| Exercise goal |
Return the records that follow, unchanged and complete.

(Dataset entries)
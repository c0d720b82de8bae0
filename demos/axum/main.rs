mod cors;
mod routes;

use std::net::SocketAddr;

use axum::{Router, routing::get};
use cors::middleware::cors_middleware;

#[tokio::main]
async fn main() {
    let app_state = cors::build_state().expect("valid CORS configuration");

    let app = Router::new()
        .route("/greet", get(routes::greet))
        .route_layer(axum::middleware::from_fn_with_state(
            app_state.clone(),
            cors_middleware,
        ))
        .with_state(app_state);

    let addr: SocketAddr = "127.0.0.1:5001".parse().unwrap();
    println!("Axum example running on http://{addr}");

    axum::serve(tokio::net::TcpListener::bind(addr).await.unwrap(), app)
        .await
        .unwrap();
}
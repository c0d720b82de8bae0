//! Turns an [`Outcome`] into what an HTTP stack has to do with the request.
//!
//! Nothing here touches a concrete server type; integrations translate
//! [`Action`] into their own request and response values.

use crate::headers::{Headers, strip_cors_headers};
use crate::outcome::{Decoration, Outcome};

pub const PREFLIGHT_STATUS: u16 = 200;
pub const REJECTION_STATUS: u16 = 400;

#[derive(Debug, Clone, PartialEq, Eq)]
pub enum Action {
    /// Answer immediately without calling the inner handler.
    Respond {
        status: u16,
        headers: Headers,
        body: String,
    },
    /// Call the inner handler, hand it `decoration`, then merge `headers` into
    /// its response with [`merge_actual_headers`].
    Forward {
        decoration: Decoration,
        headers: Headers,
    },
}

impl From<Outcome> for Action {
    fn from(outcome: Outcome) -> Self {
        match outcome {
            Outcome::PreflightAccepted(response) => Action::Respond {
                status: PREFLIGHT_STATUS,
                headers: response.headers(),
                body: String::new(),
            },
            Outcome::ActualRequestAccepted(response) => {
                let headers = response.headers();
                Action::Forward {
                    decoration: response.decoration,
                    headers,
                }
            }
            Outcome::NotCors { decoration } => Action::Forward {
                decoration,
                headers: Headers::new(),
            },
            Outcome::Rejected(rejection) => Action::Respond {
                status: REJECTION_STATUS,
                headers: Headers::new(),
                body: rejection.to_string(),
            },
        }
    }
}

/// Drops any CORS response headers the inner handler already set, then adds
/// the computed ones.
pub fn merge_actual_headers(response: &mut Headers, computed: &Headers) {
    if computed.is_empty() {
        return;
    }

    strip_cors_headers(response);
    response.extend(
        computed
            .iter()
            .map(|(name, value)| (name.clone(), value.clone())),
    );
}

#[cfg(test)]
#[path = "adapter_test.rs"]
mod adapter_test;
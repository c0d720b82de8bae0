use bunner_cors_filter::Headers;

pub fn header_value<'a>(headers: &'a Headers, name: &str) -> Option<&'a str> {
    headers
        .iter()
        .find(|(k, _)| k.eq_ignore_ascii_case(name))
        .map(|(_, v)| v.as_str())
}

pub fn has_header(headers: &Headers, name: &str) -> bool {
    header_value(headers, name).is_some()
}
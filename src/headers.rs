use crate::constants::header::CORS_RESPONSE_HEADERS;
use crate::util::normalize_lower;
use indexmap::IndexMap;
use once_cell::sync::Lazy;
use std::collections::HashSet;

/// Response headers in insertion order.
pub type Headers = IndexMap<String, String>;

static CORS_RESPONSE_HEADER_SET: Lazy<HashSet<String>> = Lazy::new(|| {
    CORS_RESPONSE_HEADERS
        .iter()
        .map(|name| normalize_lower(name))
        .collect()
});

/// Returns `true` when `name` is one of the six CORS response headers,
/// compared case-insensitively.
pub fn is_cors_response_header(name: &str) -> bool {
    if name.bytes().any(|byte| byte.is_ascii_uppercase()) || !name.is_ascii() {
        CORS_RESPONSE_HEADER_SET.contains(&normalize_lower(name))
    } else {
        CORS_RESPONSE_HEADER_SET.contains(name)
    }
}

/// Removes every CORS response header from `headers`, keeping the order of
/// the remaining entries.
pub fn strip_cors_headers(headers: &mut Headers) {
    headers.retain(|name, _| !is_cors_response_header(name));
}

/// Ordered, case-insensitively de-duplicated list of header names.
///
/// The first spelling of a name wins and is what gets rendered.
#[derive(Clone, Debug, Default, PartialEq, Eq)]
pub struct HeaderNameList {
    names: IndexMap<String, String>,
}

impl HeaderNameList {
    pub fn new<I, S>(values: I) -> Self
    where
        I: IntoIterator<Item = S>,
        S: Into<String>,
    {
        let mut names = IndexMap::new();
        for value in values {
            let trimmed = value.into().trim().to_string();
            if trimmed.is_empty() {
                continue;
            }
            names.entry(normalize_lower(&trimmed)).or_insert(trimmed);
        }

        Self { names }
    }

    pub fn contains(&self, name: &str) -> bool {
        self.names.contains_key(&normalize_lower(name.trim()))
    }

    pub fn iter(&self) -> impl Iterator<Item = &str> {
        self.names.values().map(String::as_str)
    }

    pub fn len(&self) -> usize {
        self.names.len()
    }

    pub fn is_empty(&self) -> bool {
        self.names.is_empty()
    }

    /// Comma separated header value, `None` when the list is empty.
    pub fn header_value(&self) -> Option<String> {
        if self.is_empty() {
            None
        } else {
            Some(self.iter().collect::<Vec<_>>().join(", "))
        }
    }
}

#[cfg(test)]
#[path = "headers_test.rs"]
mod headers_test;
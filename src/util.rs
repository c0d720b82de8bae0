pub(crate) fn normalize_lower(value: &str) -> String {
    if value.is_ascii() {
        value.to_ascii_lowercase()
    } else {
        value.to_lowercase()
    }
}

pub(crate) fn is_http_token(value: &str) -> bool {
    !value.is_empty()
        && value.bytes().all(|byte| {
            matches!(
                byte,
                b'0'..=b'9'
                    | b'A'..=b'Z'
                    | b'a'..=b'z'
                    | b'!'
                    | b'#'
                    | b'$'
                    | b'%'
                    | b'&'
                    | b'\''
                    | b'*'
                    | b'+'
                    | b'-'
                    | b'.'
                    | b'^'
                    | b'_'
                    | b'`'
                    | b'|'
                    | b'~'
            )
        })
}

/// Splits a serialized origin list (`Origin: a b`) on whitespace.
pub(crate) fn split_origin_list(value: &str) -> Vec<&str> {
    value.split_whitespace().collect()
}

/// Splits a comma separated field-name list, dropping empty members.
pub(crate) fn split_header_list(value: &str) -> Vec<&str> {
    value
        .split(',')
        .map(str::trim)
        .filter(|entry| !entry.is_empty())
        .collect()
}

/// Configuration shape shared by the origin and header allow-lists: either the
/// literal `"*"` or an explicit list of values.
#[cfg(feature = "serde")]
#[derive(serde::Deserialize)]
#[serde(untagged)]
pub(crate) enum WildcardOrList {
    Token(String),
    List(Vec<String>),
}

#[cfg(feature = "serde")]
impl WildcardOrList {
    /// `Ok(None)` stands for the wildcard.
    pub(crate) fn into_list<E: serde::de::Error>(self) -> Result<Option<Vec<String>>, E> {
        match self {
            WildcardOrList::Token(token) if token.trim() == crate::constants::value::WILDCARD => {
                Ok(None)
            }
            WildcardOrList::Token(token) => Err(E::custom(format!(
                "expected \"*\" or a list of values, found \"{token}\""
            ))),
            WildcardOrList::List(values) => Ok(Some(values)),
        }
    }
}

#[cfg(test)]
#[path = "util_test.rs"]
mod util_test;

| Written solution |
repository c0d720b82de8bae0
filename demos/axum/main.rs
mod cors;
mod routes;

use std::net::SocketAddr;

use axum::{Router, routing::get};
use cors::middleware::cors_middleware;

#[tokio::main]
async fn main() {
    let app_state = cors::build_state().expect("valid CORS configuration");

    let app = Router::new()
        .route("/greet", get(routes::greet))
        .route_layer(axum::middleware::from_fn_with_state(
            app_state.clone(),
            cors_middleware,
        ))
        .with_state(app_state);

    let addr: SocketAddr = "127.0.0.1:5001".parse().unwrap();
    println!("Axum example running on http://{addr}");

    axum::serve(tokio::net::TcpListener::bind(addr).await.unwrap(), app)
        .await
        .unwrap();
}
repository c0d720b82de8bae0
//! Turns an [`Outcome`] into what an HTTP stack has to do with the request.
//!
//! Nothing here touches a concrete server type; integrations translate
//! [`Action`] into their own request and response values.

use crate::headers::{Headers, strip_cors_headers};
use crate::outcome::{Decoration, Outcome};

pub const PREFLIGHT_STATUS: u16 = 200;
pub const REJECTION_STATUS: u16 = 400;

#[derive(Debug, Clone, PartialEq, Eq)]
pub enum Action {
    /// Answer immediately without calling the inner handler.
    Respond {
        status: u16,
        headers: Headers,
        body: String,
    },
    /// Call the inner handler, hand it `decoration`, then merge `headers` into
    /// its response with [`merge_actual_headers`].
    Forward {
        decoration: Decoration,
        headers: Headers,
    },
}

impl From<Outcome> for Action {
    fn from(outcome: Outcome) -> Self {
        match outcome {
            Outcome::PreflightAccepted(response) => Action::Respond {
                status: PREFLIGHT_STATUS,
                headers: response.headers(),
                body: String::new(),
            },
            Outcome::ActualRequestAccepted(response) => {
                let headers = response.headers();
                Action::Forward {
                    decoration: response.decoration,
                    headers,
                }
            }
            Outcome::NotCors { decoration } => Action::Forward {
                decoration,
                headers: Headers::new(),
            },
            Outcome::Rejected(rejection) => Action::Respond {
                status: REJECTION_STATUS,
                headers: Headers::new(),
                body: rejection.to_string(),
            },
        }
    }
}

/// Drops any CORS response headers the inner handler already set, then adds
/// the computed ones.
pub fn merge_actual_headers(response: &mut Headers, computed: &Headers) {
    if computed.is_empty() {
        return;
    }

    strip_cors_headers(response);
    response.extend(
        computed
            .iter()
            .map(|(name, value)| (name.clone(), value.clone())),
    );
}

#[cfg(test)]
#[path = "adapter_test.rs"]
mod adapter_test;
repository c0d720b82de8bae0
use bunner_cors_filter::Headers;

pub fn header_value<'a>(headers: &'a Headers, name: &str) -> Option<&'a str> {
    headers
        .iter()
        .find(|(k, _)| k.eq_ignore_ascii_case(name))
        .map(|(_, v)| v.as_str())
}

pub fn has_header(headers: &Headers, name: &str) -> bool {
    header_value(headers, name).is_some()
}
filename src/headers.rs
use crate::constants::header::CORS_RESPONSE_HEADERS;
use crate::util::normalize_lower;
use indexmap::IndexMap;
use once_cell::sync::Lazy;
use std::collections::HashSet;

/// Response headers in insertion order.
pub type Headers = IndexMap<String, String>;

static CORS_RESPONSE_HEADER_SET: Lazy<HashSet<String>> = Lazy::new(|| {
    CORS_RESPONSE_HEADERS
        .iter()
        .map(|name| normalize_lower(name))
        .collect()
});

/// Returns `true` when `name` is one of the six CORS response headers,
/// compared case-insensitively.
pub fn is_cors_response_header(name: &str) -> bool {
    if name.bytes().any(|byte| byte.is_ascii_uppercase()) || !name.is_ascii() {
        CORS_RESPONSE_HEADER_SET.contains(&normalize_lower(name))
    } else {
        CORS_RESPONSE_HEADER_SET.contains(name)
    }
}

/// Removes every CORS response header from `headers`, keeping the order of
/// the remaining entries.
pub fn strip_cors_headers(headers: &mut Headers) {
    headers.retain(|name, _| !is_cors_response_header(name));
}

/// Ordered, case-insensitively de-duplicated list of header names.
///
/// The first spelling of a name wins and is what gets rendered.
#[derive(Clone, Debug, Default, PartialEq, Eq)]
pub struct HeaderNameList {
    names: IndexMap<String, String>,
}

impl HeaderNameList {
    pub fn new<I, S>(values: I) -> Self
    where
        I: IntoIterator<Item = S>,
        S: Into<String>,
    {
        let mut names = IndexMap::new();
        for value in values {
            let trimmed = value.into().trim().to_string();
            if trimmed.is_empty() {
                continue;
            }
            names.entry(normalize_lower(&trimmed)).or_insert(trimmed);
        }

        Self { names }
    }

    pub fn contains(&self, name: &str) -> bool {
        self.names.contains_key(&normalize_lower(name.trim()))
    }

    pub fn iter(&self) -> impl Iterator<Item = &str> {
        self.names.values().map(String::as_str)
    }

    pub fn len(&self) -> usize {
        self.names.len()
    }

    pub fn is_empty(&self) -> bool {
        self.names.is_empty()
    }

    /// Comma separated header value, `None` when the list is empty.
    pub fn header_value(&self) -> Option<String> {
        if self.is_empty() {
            None
        } else {
            Some(self.iter().collect::<Vec<_>>().join(", "))
        }
    }
}

#[cfg(test)]
#[path = "headers_test.rs"]
mod headers_test;
filename src/util.rs
repository c0d720b82de8bae0
pub(crate) fn normalize_lower(value: &str) -> String {
    if value.is_ascii() {
        value.to_ascii_lowercase()
    } else {
        value.to_lowercase()
    }
}

pub(crate) fn is_http_token(value: &str) -> bool {
    !value.is_empty()
        && value.bytes().all(|byte| {
            matches!(
                byte,
                b'0'..=b'9'
                    | b'A'..=b'Z'
                    | b'a'..=b'z'
                    | b'!'
                    | b'#'
                    | b'$'
                    | b'%'
                    | b'&'
                    | b'\''
                    | b'*'
                    | b'+'
                    | b'-'
                    | b'.'
                    | b'^'
                    | b'_'
                    | b'`'
                    | b'|'
                    | b'~'
            )
        })
}

/// Splits a serialized origin list (`Origin: a b`) on whitespace.
pub(crate) fn split_origin_list(value: &str) -> Vec<&str> {
    value.split_whitespace().collect()
}

/// Splits a comma separated field-name list, dropping empty members.
pub(crate) fn split_header_list(value: &str) -> Vec<&str> {
    value
        .split(',')
        .map(str::trim)
        .filter(|entry| !entry.is_empty())
        .collect()
}

/// Configuration shape shared by the origin and header allow-lists: either the
/// literal `"*"` or an explicit list of values.
#[cfg(feature = "serde")]
#[derive(serde::Deserialize)]
#[serde(untagged)]
pub(crate) enum WildcardOrList {
    Token(String),
    List(Vec<String>),
}

#[cfg(feature = "serde")]
impl WildcardOrList {
    /// `Ok(None)` stands for the wildcard.
    pub(crate) fn into_list<E: serde::de::Error>(self) -> Result<Option<Vec<String>>, E> {
        match self {
            WildcardOrList::Token(token) if token.trim() == crate::constants::value::WILDCARD => {
                Ok(None)
            }
            WildcardOrList::Token(token) => Err(E::custom(format!(
                "expected \"*\" or a list of values, found \"{token}\""
            ))),
            WildcardOrList::List(values) => Ok(Some(values)),
        }
    }
}

#[cfg(test)]
#[path = "util_test.rs"]
mod util_test;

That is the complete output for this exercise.